Health & Medicine / Aging

The two sides of Congdon's temperament— researcher and cowboy— fit naturally together, but they didn't always. Growing up in a military family, he had almost no interest in his studies and couldn't wait to come home from school to explore the swamps and woods near his house. Muskrats and water snakes held a fascination for him that classrooms and books did not. He assumed he would follow in his father's footsteps and pursue a career in the Navy, but three years of scrubbing toilets and cleaning guns on an aircraft carrier persuaded him to try college. The thought of returning to school scared him so much that as he drove to Victorville, California, to enroll in a junior college, he kept saying over and over to himself, "I hope I never get there."

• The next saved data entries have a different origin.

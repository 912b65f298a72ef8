//! 投放触发接口
//!
//! 自动驾驶仪通过一条信号线请求投放；绞车侧用另一条线回报
//! "投放中/已完成"。等待必须周期性调用 `poll` 保持取消响应 ——
//! 操作员在等信号时按急停，循环要立刻退出。

use winch_client::OperationError;

/// 投放触发信号线
pub trait CastTrigger {
    /// 阻塞等待下一次触发
    ///
    /// 实现必须在等待期间周期性调用 `poll`，并把它返回的取消
    /// 错误原样向上传播。
    fn wait_for_signal(
        &self,
        poll: &mut dyn FnMut() -> Result<(), OperationError>,
    ) -> Result<(), OperationError>;

    /// 回报：投放进行中
    fn signal_in_progress(&self);

    /// 回报：投放完成
    fn signal_complete(&self);
}
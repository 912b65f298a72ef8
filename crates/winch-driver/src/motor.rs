//! 设备会话
//!
//! [`Motor`] 是一次串口会话的拥有者：握手验证设备身份、选定
//! 命令方言，然后提供低层运动命令和读数查询。每个设备会话
//! 构造一个 `Motor` 实例，没有进程级单例。

use crate::channel::CommandChannel;
use crate::DriverError;
use parking_lot::Mutex;
use std::time::Duration;
use tracing::{debug, info, warn};
use winch_protocol::{
    bare_command, position_move, print_query, safe_velocity_mode, set_register, stop_command,
    torque_move, velocity_move, zero_torque, CableOut, CommandDialect, SpoolGeometry, StatusQuery,
    StatusSample, StatusWord, UnitConverter,
};
use winch_protocol::response::{parse_float, split_rate_version};
use winch_serial::Transport;

/// 会话期设备状态
///
/// 只在持有会话锁的路径上修改。
#[derive(Debug, Clone)]
pub struct MotorState {
    /// 固件版本串（握手原文）
    pub firmware_version: String,
    /// 选定的命令方言
    pub dialect: CommandDialect,
    /// 设备采样率（Hz）
    pub sample_rate: u32,
    /// 当前功率上限比例（0.0 - 1.0）
    pub power_fraction: f64,
}

/// 会话选项
#[derive(Debug, Clone)]
pub struct MotorOptions {
    /// 默认轨迹加速度
    pub accel: u32,
    /// 初始功率上限比例
    pub max_power_fraction: f64,
    /// 行读取超时
    pub read_timeout: Duration,
}

impl Default for MotorOptions {
    fn default() -> Self {
        Self {
            accel: 200,
            max_power_fraction: 1.0,
            read_timeout: Duration::from_secs(1),
        }
    }
}

/// 电机会话
pub struct Motor {
    channel: CommandChannel,
    state: Mutex<MotorState>,
    converter: UnitConverter,
    status_query: StatusQuery,
    default_accel: u32,
}

impl Motor {
    /// 建立会话：握手、选方言、初始化设备
    ///
    /// 初始化序列：关回显 → 查采样率/版本（`RSP`）→ 选方言 →
    /// 刹车交给轨迹管理（仅 5.x）→ 放开位置误差限 → 设功率上限 →
    /// 位置参考清零。
    ///
    /// # 错误
    ///
    /// - [`DriverError::Handshake`]: `RSP` 无响应或格式不对。
    ///   设备身份未经验证时绞车不能动，调用方应终止进程。
    pub fn connect(
        transport: impl Transport + 'static,
        geometry: SpoolGeometry,
        options: MotorOptions,
    ) -> Result<Self, DriverError> {
        geometry.validate()?;

        let channel = CommandChannel::new(transport);
        channel.set_read_timeout(options.read_timeout)?;

        // SMI 等调试工具可能把设备留在回显模式
        channel.exchange("ECHO_OFF ")?;

        let lines = channel.exchange("RSP\r")?;
        let line = lines.first().map(String::as_str).unwrap_or("");
        let (sample_rate, version) = split_rate_version(line)
            .map_err(|_| DriverError::Handshake(format!("bad RSP response {line:?}")))?;
        let dialect = CommandDialect::from_version(&version);
        info!("Sample rate: {sample_rate}");
        info!("Firmware version: {version} ({dialect:?} dialect)");

        if dialect.has_brake_commands() {
            // 注意：BRKTRJ 在力矩模式下不会自动松闸，
            // 力矩移动前必须显式 BRKRLS
            channel.exchange("BRKTRJ ")?;
        }

        // 默认位置误差限太小，高速时会误触发
        channel.exchange("EL=-1 ")?;
        if let Ok(lines) = channel.exchange("REL\r") {
            debug!("Error limit now {:?}", lines.first());
        }

        let motor = Self {
            channel,
            state: Mutex::new(MotorState {
                firmware_version: version,
                dialect,
                sample_rate,
                power_fraction: 1.0,
            }),
            converter: UnitConverter::new(geometry, sample_rate),
            status_query: StatusQuery::new(dialect),
            default_accel: options.accel,
        };
        motor.set_max_power_fraction(options.max_power_fraction)?;
        motor.zero_position_reference()?;
        Ok(motor)
    }

    /// 单位换算器（几何 + 本会话采样率）
    pub fn converter(&self) -> &UnitConverter {
        &self.converter
    }

    /// 本会话的命令方言
    pub fn dialect(&self) -> CommandDialect {
        self.state.lock().dialect
    }

    /// 固件版本串
    pub fn firmware_version(&self) -> String {
        self.state.lock().firmware_version.clone()
    }

    /// 当前功率上限比例
    pub fn power_fraction(&self) -> f64 {
        self.state.lock().power_fraction
    }

    /// 会话状态快照（展示层用）
    pub fn state(&self) -> MotorState {
        self.state.lock().clone()
    }

    /// 默认轨迹加速度
    pub fn default_accel(&self) -> u32 {
        self.default_accel
    }

    // ============================================================
    // 读数查询
    // ============================================================

    /// 编码器位置（计数）
    pub fn read_position_counts(&self) -> Result<f64, DriverError> {
        let query = format!("{}\r", self.dialect().position_query());
        let lines = self.channel.exchange(&query)?;
        let line = lines.first().map(String::as_str).unwrap_or("");
        Ok(parse_float("position", line)?)
    }

    /// 已放出缆长（米 + 筒转数）
    pub fn read_cable_out(&self) -> Result<CableOut, DriverError> {
        let counts = self.read_position_counts()?;
        let cable = self.converter.cable_out(counts);
        if cable.meters.abs() > 0.01 {
            debug!("cable_out = {:.2} m / {:.2} rev", cable.meters, cable.revolutions);
        }
        Ok(cable)
    }

    /// 电机电流（UIA）
    pub fn read_current(&self) -> Result<f64, DriverError> {
        let (text, expected) = print_query(&["UIA"]);
        let lines = self.channel.exchange_n(&text, expected)?;
        let line = lines.first().map(String::as_str).unwrap_or("");
        Ok(parse_float("current", line)?)
    }

    /// 电机力矩（RTRQ）
    pub fn read_torque(&self) -> Result<f64, DriverError> {
        let lines = self.channel.exchange("RTRQ\r")?;
        let line = lines.first().map(String::as_str).unwrap_or("");
        Ok(parse_float("torque", line)?)
    }

    /// 设备时钟（毫秒）
    pub fn read_clock_ms(&self) -> Result<f64, DriverError> {
        let lines = self.channel.exchange("RCLK\r")?;
        let line = lines.first().map(String::as_str).unwrap_or("");
        Ok(parse_float("clock", line)?)
    }

    /// 批量状态采样：状态字、瞬时速度、电流、力矩、位置
    ///
    /// 控制循环每个周期调用一次；合并成单次交换把串口往返压到
    /// 最低。
    pub fn sample_status(&self) -> Result<StatusSample, DriverError> {
        let lines = self
            .channel
            .exchange_n(self.status_query.text(), self.status_query.expected_responses())?;
        Ok(self.status_query.parse(&lines)?)
    }

    // ============================================================
    // 运动命令
    // ============================================================

    /// 启动速度移动
    pub fn start_velocity_move(&self, mps: f64, accel: Option<u32>) -> Result<(), DriverError> {
        let vt = self.converter.velocity_mps_to_device(mps).round() as i64;
        info!("velocity move = {:.3} m/s (VT={vt})", mps);
        let accel = accel.unwrap_or(self.default_accel);
        self.channel
            .exchange(&velocity_move(self.dialect(), accel, vt))?;
        Ok(())
    }

    /// 启动位置（轨迹）移动，参数为设备单位
    ///
    /// 移动状态机在重发轨迹命令时需要和上次命令的 VT 做比较，
    /// 因此这一层不做单位换算。
    pub fn start_position_move(&self, pt: i64, vt: i64, accel: u32) -> Result<(), DriverError> {
        debug!("position move: PT={pt} VT={vt} accel={accel}");
        self.channel
            .exchange(&position_move(self.dialect(), accel, vt, pt))?;
        Ok(())
    }

    /// 启动力矩移动
    ///
    /// 调用方必须先松闸（[`Motor::release_brake`]）。命令逐条
    /// 发送：力矩模式的建立对批量发送很敏感。
    pub fn start_force_move(&self, kg: f64) -> Result<(), DriverError> {
        // MT 立即生效，先停到已知状态
        self.stop_motor()?;
        let dialect = self.dialect();
        let torque = self.converter.force_kg_to_device(kg, dialect).round() as i64;
        info!("force move with torque {torque} ({kg:.2} kg)");
        for cmd in torque_move(dialect, torque) {
            self.channel.exchange(&cmd)?;
        }
        Ok(())
    }

    /// 零力矩命令（保持力矩模式，线可自由进出）
    pub fn issue_zero_torque(&self) -> Result<(), DriverError> {
        self.channel.exchange(&zero_torque())?;
        Ok(())
    }

    /// 停止电机并回到安全的零速度模式
    pub fn stop_motor(&self) -> Result<(), DriverError> {
        info!("Stopping motor");
        self.channel.exchange(&stop_command())?;
        self.channel.exchange(&safe_velocity_mode(self.dialect()))?;
        Ok(())
    }

    /// 释放刹车（仅 5.x 方言有此命令）
    pub fn release_brake(&self) -> Result<(), DriverError> {
        if self.dialect().has_brake_commands() {
            self.channel.exchange(&bare_command("BRKRLS"))?;
        }
        Ok(())
    }

    /// 抱闸（交回轨迹管理）
    pub fn engage_brake(&self) -> Result<(), DriverError> {
        if self.dialect().has_brake_commands() {
            self.channel.exchange(&bare_command("BRKTRJ"))?;
        }
        Ok(())
    }

    /// 把当前位置定义为零点
    pub fn zero_position_reference(&self) -> Result<(), DriverError> {
        self.channel.exchange(&set_register("O", 0))?;
        Ok(())
    }

    /// 设置功率上限比例（映射到 `AMPS`，满量程 1023）
    pub fn set_max_power_fraction(&self, fraction: f64) -> Result<(), DriverError> {
        let fraction = fraction.clamp(0.0, 1.0);
        let amps = (fraction * 1023.0) as i64;
        self.channel.exchange(&set_register("AMPS", amps))?;
        self.state.lock().power_fraction = fraction;
        Ok(())
    }

    // ============================================================
    // 诊断
    // ============================================================

    /// 状态字诊断报告
    ///
    /// `sw` 为 `None` 时现场查询。逐标志位写入日志；位置错误标志
    /// 置位时追加误差寄存器读数。非致命：报告本身失败只记警告。
    pub fn status_report(&self, sw: Option<StatusWord>) -> Result<Vec<String>, DriverError> {
        let sw = match sw {
            Some(sw) => sw,
            None => self.sample_status()?.status,
        };
        let mut lines = sw.report_lines();
        if sw.pos_fault() {
            match self.channel.exchange_n("PRINT(EA,#13) ", 1) {
                Ok(resp) => {
                    lines.push(format!(
                        "actual position error: {}",
                        resp.first().map(String::as_str).unwrap_or("?")
                    ));
                }
                Err(e) => warn!("failed to read position error register: {e}"),
            }
        }
        for line in &lines {
            info!("status | {line}");
        }
        Ok(lines)
    }
}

Just one biology class convinced Congdon that he could make a living pursuing his childhood fascinations. At 26, while working toward a master's degree in biology, he moved into an abandoned copper and silver mine in the Mojave Desert, which he furnished with cast-off carpeting and a propane refrigerator in order to study how kangaroo rats and pocket mice use different desert habitats seasonally. For four days at a stretch, he'd trap intensively on one-quarter of his grid. The work was so intense that he had to stop and take a break, hiking the Providence and Granite Mountains; then he'd return to trap another quarter. At night he'd read by taillights salvaged from an abandoned car and hooked up to the battery of his Volkswagen bus. "I hated going near civilization," he says. "I promised my parents that I'd call them every time I went out for supplies, and I did. But there were two-week periods when they didn't hear from me."

In 1975 his mentor at the University of Michigan, evolutionary ecologist and herpetologist Donald Tinkle, offered him a job on the E. S. George Reserve. The day Congdon and his wife arrived, carting all their belongings with them, Tinkle announced he was flying off to Utah to work on another study. "I said, 'You've got to be kidding,'" Congdon recalls. "I thought, 'My God, how am I going to handle this?' We left the truck half-unloaded, and Don and I went down to the swamp and checked traps, and he showed me the marking codes and where the equipment was, and then he left."

Once he had absorbed his new responsibilities, Congdon's days fell into a pleasant routine, canoeing in the wetlands to collect data on the residents. "I started trapping some marshes that hadn't been trapped, and we had a 100-turtle day when I went into East Marsh for the first time. At that point I think Don knew we were going to have a good study."

Tinkle died five years later, at 49. "I was devastated," Congdon says. "He was my mentor and academic hero." Just before his death, Tinkle called the National Science Foundation, announced he was terminally ill, and obtained permission for Congdon to run out the grant. The younger scientist vowed to oversee the project in a way that would honor his predecessor. "I wanted it to be run as good as it had been run, or better," he says. "I couldn't have had it any other way."

While crunching his data in the mid-1980s, Congdon made a startling discovery: The oldest female Blanding's Turtles— more than 50 years old— had more egg clutches than younger ones, as well as more eggs per clutch. Not only that, they died at a lower rate too. "What did I do wrong?" Congdon remembers thinking to himself. "Did I make a mistake? Did I analyze it incorrectly?" He knew that adult turtles kept growing throughout their lives, and so he wondered whether the true variable might be body size rather than age. Once he ran the numbers again, controlling for body size, he was astonished to find that he got nearly identical results.

At first, he didn't write up the findings. There was little or no conversation among gerontologists about nonhuman aging models. "I just couldn't get anybody interested in what I was doing," he says. So he resolved to bide his time, figuring that the more data he collected, the stronger his evidence would be.

As humans senesce, arteries harden, eyesight deteriorates, vital organs lose capacity, reproduction stops, and the probability of death increases. For us, this progression makes evolutionary sense: Since we spend almost two decades raising children, it behooves us to finish producing them while we're still young. Our genes favor early childbearing; they also ensure that we'll be around long enough to raise our kids.

It also behooves creatures like mice and rats to have babies early in their lives but for a different reason: If they don't, they might get eaten before they reproduce. "Even if a mouse was immortal as far as physiological death, a predator would still get it within three or four years," says Whit Gibbons, an ecologist at the Savannah River Ecology Laboratory in Aiken, South Carolina, the facility where Congdon works during the part of the year that he's not in Michigan. "Therefore, their genes operate very well at the early stages of their lives. There's no sense having a gene in a mouse that's going to work in 10 years, because there's no way those genes will be passed on."